## Entries provided
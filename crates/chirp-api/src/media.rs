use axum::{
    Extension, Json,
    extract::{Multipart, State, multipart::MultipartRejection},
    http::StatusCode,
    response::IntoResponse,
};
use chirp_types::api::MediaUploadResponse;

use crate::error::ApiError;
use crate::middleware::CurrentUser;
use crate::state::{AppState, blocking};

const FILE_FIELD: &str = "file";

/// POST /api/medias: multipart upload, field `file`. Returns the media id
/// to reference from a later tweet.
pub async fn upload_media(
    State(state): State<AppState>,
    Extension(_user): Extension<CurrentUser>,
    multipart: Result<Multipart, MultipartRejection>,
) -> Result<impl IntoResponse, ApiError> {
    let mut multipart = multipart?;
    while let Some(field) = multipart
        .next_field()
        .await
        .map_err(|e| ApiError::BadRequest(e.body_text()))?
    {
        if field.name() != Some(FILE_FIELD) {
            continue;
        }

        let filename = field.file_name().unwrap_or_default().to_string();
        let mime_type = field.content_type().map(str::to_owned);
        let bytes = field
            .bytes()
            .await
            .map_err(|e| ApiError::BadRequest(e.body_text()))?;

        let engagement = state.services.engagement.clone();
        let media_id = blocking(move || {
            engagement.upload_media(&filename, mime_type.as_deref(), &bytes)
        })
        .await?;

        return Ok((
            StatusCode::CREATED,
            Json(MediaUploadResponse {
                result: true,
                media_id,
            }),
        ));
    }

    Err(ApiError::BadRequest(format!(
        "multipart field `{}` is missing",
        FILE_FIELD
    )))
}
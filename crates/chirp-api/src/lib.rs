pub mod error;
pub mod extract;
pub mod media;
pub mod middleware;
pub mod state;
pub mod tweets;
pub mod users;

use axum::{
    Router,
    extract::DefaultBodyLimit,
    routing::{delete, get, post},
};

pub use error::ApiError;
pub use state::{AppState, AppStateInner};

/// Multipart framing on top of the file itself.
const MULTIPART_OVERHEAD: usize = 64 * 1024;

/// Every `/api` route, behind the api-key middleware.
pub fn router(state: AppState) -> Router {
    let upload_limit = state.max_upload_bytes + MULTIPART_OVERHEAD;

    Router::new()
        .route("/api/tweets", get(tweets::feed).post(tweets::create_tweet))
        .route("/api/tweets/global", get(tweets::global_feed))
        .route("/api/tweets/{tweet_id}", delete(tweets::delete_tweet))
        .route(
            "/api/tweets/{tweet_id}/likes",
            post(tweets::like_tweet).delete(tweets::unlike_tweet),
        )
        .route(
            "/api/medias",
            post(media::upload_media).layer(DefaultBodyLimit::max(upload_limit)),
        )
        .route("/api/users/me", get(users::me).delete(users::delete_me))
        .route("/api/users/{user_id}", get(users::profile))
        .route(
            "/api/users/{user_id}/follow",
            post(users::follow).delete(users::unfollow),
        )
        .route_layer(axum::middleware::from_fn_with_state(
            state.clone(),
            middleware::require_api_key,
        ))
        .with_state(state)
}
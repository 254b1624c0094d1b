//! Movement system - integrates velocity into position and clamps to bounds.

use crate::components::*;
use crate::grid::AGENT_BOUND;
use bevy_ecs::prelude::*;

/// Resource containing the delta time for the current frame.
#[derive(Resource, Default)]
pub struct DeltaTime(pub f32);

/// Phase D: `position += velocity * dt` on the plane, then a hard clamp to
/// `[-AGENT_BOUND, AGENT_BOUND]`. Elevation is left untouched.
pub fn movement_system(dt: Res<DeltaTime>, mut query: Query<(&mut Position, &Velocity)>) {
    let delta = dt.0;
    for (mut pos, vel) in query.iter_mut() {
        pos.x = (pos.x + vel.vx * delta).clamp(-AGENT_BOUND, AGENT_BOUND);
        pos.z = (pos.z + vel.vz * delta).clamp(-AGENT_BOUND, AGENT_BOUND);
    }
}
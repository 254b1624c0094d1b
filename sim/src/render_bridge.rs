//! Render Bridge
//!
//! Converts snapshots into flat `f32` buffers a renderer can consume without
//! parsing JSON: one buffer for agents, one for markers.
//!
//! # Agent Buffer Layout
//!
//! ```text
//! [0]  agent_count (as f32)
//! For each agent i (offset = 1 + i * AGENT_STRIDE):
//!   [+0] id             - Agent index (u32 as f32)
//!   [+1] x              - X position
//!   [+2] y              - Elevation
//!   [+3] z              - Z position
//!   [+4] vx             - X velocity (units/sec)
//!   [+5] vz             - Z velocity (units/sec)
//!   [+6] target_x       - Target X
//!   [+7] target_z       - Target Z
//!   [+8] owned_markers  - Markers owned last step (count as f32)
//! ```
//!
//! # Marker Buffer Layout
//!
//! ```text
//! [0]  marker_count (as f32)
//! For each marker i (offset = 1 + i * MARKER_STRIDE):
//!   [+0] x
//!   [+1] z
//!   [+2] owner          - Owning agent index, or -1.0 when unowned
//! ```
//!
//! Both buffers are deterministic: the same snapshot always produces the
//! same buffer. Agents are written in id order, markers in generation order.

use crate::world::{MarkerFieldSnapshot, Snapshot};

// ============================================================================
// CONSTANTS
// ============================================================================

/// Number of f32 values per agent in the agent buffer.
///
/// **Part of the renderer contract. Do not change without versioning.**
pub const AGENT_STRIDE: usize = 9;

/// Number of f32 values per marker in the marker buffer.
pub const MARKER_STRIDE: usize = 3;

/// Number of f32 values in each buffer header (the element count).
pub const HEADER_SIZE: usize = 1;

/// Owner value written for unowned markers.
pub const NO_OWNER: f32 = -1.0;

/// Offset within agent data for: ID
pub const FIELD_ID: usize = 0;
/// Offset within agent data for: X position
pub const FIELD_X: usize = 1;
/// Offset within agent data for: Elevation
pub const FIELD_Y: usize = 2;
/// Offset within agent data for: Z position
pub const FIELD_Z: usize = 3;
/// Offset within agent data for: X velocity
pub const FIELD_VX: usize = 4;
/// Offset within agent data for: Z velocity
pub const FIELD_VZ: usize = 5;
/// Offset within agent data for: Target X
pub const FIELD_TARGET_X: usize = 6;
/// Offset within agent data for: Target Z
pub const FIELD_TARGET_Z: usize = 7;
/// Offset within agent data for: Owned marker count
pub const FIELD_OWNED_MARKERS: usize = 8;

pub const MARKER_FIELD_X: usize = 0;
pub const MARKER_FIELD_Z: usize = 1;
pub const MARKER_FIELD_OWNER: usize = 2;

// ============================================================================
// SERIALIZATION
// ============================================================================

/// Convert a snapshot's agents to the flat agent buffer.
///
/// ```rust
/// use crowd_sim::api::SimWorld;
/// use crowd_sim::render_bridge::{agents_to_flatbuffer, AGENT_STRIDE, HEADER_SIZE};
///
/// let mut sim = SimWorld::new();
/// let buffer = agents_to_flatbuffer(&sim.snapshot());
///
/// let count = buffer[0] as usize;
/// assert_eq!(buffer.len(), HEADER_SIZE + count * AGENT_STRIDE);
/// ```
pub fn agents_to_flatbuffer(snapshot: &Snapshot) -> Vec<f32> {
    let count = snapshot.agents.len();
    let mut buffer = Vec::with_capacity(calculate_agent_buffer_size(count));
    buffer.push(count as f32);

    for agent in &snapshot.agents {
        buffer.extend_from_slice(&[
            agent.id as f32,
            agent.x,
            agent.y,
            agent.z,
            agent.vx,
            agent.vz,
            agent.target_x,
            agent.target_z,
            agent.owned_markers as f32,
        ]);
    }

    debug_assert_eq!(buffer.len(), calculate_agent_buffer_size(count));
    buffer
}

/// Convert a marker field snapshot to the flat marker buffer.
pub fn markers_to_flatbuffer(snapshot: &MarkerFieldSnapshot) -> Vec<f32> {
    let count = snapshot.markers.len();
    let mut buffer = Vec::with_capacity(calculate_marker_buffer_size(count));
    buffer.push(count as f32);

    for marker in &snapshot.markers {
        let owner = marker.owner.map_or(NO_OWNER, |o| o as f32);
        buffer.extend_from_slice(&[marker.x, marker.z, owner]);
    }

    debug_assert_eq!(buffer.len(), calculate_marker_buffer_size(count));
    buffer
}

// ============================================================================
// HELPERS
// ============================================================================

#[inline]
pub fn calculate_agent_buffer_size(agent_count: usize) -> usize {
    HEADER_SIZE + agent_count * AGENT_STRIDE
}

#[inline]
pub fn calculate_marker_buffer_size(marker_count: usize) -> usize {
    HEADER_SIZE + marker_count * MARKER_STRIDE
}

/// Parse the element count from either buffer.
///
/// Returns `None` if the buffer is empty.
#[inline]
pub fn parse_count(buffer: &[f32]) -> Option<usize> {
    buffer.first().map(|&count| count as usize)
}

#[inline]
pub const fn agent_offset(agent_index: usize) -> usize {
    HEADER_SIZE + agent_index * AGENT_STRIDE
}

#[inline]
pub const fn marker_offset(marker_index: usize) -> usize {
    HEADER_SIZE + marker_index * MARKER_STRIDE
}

## Exercise aim
Reading through the records above, report each line in which the string "tweets" is found.

## Task response
pub mod tweets;
        .route("/api/tweets", get(tweets::feed).post(tweets::create_tweet))
        .route("/api/tweets/global", get(tweets::global_feed))
        .route("/api/tweets/{tweet_id}", delete(tweets::delete_tweet))
            "/api/tweets/{tweet_id}/likes",
            post(tweets::like_tweet).delete(tweets::unlike_tweet),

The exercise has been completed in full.